BRIEF:
Copy every line from the records below that holds the word "work".

Source data:
"""

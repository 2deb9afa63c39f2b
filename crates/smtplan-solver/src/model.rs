//! Constraint model builder
//!
//! Compiles work units, routings, transfer matrices and the working-minutes
//! axis into a pumpkin constraint model and decodes the solver's variable
//! assignment back into raw line/time assignments.
//!
//! # Encoding
//!
//! Per (work unit, routing step, candidate line) the model carries a start
//! variable, an end variable, and a 0/1 assignment variable; exactly one
//! line is assigned per (unit, step). Optional-interval semantics are
//! emulated with big-M conditionals gated on the assignment variable, with
//! `M` equal to the horizon:
//!
//! - duration: `end = start + processing` (unconditional; an unassigned
//!   interval floats harmlessly)
//! - release: `start >= release x assigned`
//! - aggregation: `stage_start`/`stage_end` equal the assigned candidate's
//!   start/end
//! - no-overlap: every pair of intervals on the same (line, stage) track is
//!   ordered by a 0/1 sequencing variable when both are assigned
//!
//! Every constraint is a linear `greater_than_or_equals` over scaled views;
//! equalities are posted as two opposing inequalities. The makespan is a
//! variable lower-bounded by every unit's last stage end and minimized with
//! a linear SAT-UNSAT search under the caller's time budget.

use std::collections::BTreeMap;
use std::time::{Duration, Instant};

use pumpkin_solver::constraints as cp;
use pumpkin_solver::optimisation::linear_sat_unsat::LinearSatUnsat;
use pumpkin_solver::optimisation::OptimisationDirection;
use pumpkin_solver::results::{OptimisationResult, ProblemSolution};
use pumpkin_solver::termination::TimeBudget;
use pumpkin_solver::variables::{DomainId, TransformableVariable};
use pumpkin_solver::Solver;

"""

TASK SOLUTION:
//! Compiles work units, routings, transfer matrices and the working-minutes
//! Per (work unit, routing step, candidate line) the model carries a start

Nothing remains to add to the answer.